Henry Van Hoevenberg

Biographical details
- Born: September 1, 1879 Kingston, New York, U.S.
- Died: September 18, 1955 (aged 76) Oakland, California, U.S.

Playing career
- 1900–1901: Columbia
- Positions: End, quarterback

Coaching career (HC unless noted)
- 1902: Rutgers

Head coaching record
- Overall: 3–7

Accomplishments and honors

Awards
- Third-team All-American (1900);

= Henry Van Hoevenberg =

American football player and coach (1879–1955)

Henry Van Hoevenberg Jr. (September 1, 1879 – September 18, 1955) was an American football player and coach.

==Early life and football career==
Van Hoevenberg was born in 1879 at Kingston, New York. He attended Columbia University, where he played for the Columbia Lions football team at the end and quarterback positions from 1900 to 1901. He was selected by Walter Camp as a third-team end on his 1900 College Football All-America Team.
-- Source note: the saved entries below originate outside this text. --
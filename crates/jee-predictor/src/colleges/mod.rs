//! College cutoff records and the shortlist matcher.

pub mod domain;
pub mod matcher;

pub use domain::{ChanceTier, CollegeMatch, Cutoff, CutoffRecord, InstitutionClass};
pub use matcher::{
    match_colleges, BandError, CandidateStanding, ChanceBands, ClosingRanksOnly, CutoffResolver,
    MatchPolicy, DEFAULT_TOP_N,
};
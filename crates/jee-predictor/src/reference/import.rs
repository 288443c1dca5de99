use super::CollegeCatalog;
use crate::colleges::{Cutoff, CutoffRecord, InstitutionClass};
use crate::estimation::{Category, UnknownCategory};
use serde::Deserialize;
use std::collections::BTreeMap;
use std::io::Read;
use std::path::Path;

pub(crate) const IMPORT_VERSION: &str = "csv-import";

#[derive(Debug, thiserror::Error)]
pub enum CutoffImportError {
    #[error("failed to read cutoff export: {0}")]
    Io(#[from] std::io::Error),
    #[error("invalid cutoff CSV data: {0}")]
    Csv(#[from] csv::Error),
    #[error("row {row}: {source}")]
    UnknownCategory {
        row: usize,
        #[source]
        source: UnknownCategory,
    },
    #[error("row {row}: unknown institution class '{value}'")]
    UnknownClass { row: usize, value: String },
    #[error("row {row}: unknown quota '{value}'")]
    UnknownQuota { row: usize, value: String },
    #[error("row {row}: neither a closing rank nor closing marks given")]
    MissingCutoff { row: usize },
}

#[derive(Debug, Deserialize)]
struct CutoffRow {
    #[serde(rename = "Institution")]
    institution: String,
    #[serde(rename = "Class")]
    class: String,
    #[serde(rename = "Branch")]
    branch: String,
    #[serde(rename = "Location", default, deserialize_with = "empty_string_as_none")]
    location: Option<String>,
    #[serde(rename = "State")]
    state: String,
    #[serde(rename = "Category")]
    category: String,
    #[serde(rename = "Quota", default, deserialize_with = "empty_string_as_none")]
    quota: Option<String>,
    #[serde(rename = "Closing Rank", default)]
    closing_rank: Option<u32>,
    #[serde(rename = "Closing Marks", default)]
    closing_marks: Option<f64>,
}

fn empty_string_as_none<'de, D>(deserializer: D) -> Result<Option<String>, D::Error>
where
    D: serde::Deserializer<'de>,
{
    let opt = Option::<String>::deserialize(deserializer)?;
    Ok(opt.filter(|value| !value.trim().is_empty()))
}

fn parse_class(value: &str, row: usize) -> Result<InstitutionClass, CutoffImportError> {
    match value.trim().to_ascii_lowercase().as_str() {
        "nit" => Ok(InstitutionClass::Nit),
        "iiit" | "iiitm" | "iiitdm" => Ok(InstitutionClass::Iiit),
        _ => Err(CutoffImportError::UnknownClass {
            row,
            value: value.to_string(),
        }),
    }
}

/// `true` for the home-state quota, `false` for other-state/all-India seats.
fn parse_quota(value: Option<&str>, row: usize) -> Result<bool, CutoffImportError> {
    match value.map(|quota| quota.trim().to_ascii_uppercase()) {
        None => Ok(false),
        Some(quota) => match quota.as_str() {
            "HS" => Ok(true),
            "OS" | "AI" => Ok(false),
            _ => Err(CutoffImportError::UnknownQuota { row, value: quota }),
        },
    }
}

/// Builds cutoff records from a JoSAA-style closing-rank export with one row
/// per institution, branch, category and quota.
pub struct CutoffImporter;

impl CutoffImporter {
    pub fn from_path<P: AsRef<Path>>(path: P) -> Result<CollegeCatalog, CutoffImportError> {
        let file = std::fs::File::open(path)?;
        Self::from_reader(file)
    }

    pub fn from_reader<R: Read>(reader: R) -> Result<CollegeCatalog, CutoffImportError> {
        let mut csv_reader = csv::ReaderBuilder::new()
            .trim(csv::Trim::All)
            .from_reader(reader);

        let mut records: Vec<CutoffRecord> = Vec::new();

        for (index, result) in csv_reader.deserialize::<CutoffRow>().enumerate() {
            let row = result?;
            let line = index + 2;

            let class = parse_class(&row.class, line)?;
            let category: Category = row
                .category
                .parse()
                .map_err(|source| CutoffImportError::UnknownCategory { row: line, source })?;
            let home_state = parse_quota(row.quota.as_deref(), line)?;
            let cutoff = match (row.closing_rank, row.closing_marks) {
                (Some(rank), _) => Cutoff::ClosingRank(rank),
                (None, Some(marks)) => Cutoff::ClosingMarks(marks),
                (None, None) => return Err(CutoffImportError::MissingCutoff { row: line }),
            };

            let position = records.iter().position(|record| {
                record.institution.eq_ignore_ascii_case(&row.institution)
                    && record.branch.eq_ignore_ascii_case(&row.branch)
            });
            let record = match position {
                Some(position) => &mut records[position],
                None => {
                    records.push(CutoffRecord {
                        institution: row.institution.clone(),
                        class,
                        branch: row.branch.clone(),
                        location: row.location.clone().unwrap_or_default(),
                        state: row.state.clone(),
                        cutoffs: BTreeMap::new(),
                        home_state_cutoffs: None,
                    });
                    let last = records.len() - 1;
                    &mut records[last]
                }
            };

            if home_state {
                record
                    .home_state_cutoffs
                    .get_or_insert_with(BTreeMap::new)
                    .insert(category, cutoff);
            } else {
                record.cutoffs.insert(category, cutoff);
            }
        }

        Ok(CollegeCatalog {
            version: IMPORT_VERSION.to_string(),
            records,
        })
    }
}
He graduated from Columbia in 1902 with a law degree. In September 1902, Van Hoevenberg was hired as the head football coach at Rutgers University, leading the 1902 Rutgers Queensmen football team to a 3–7 record in his only season as head coach.

==Later life and death==
Van Hoevenberg later moved to Alaska. At the time of the 1910 United States census he was living in Valez Precinct, Alaska, and was employed as a lawyer. He later lived in Sams Valley in Jackson County, Oregon for 27 years, operating a pear orchard and serving as the president of the Oregon State Horticultural Society. The house he built in 1919 in Jackson County has been listed on the National Register of Historic Places as the Henry Van Hoevenberg, Jr. House.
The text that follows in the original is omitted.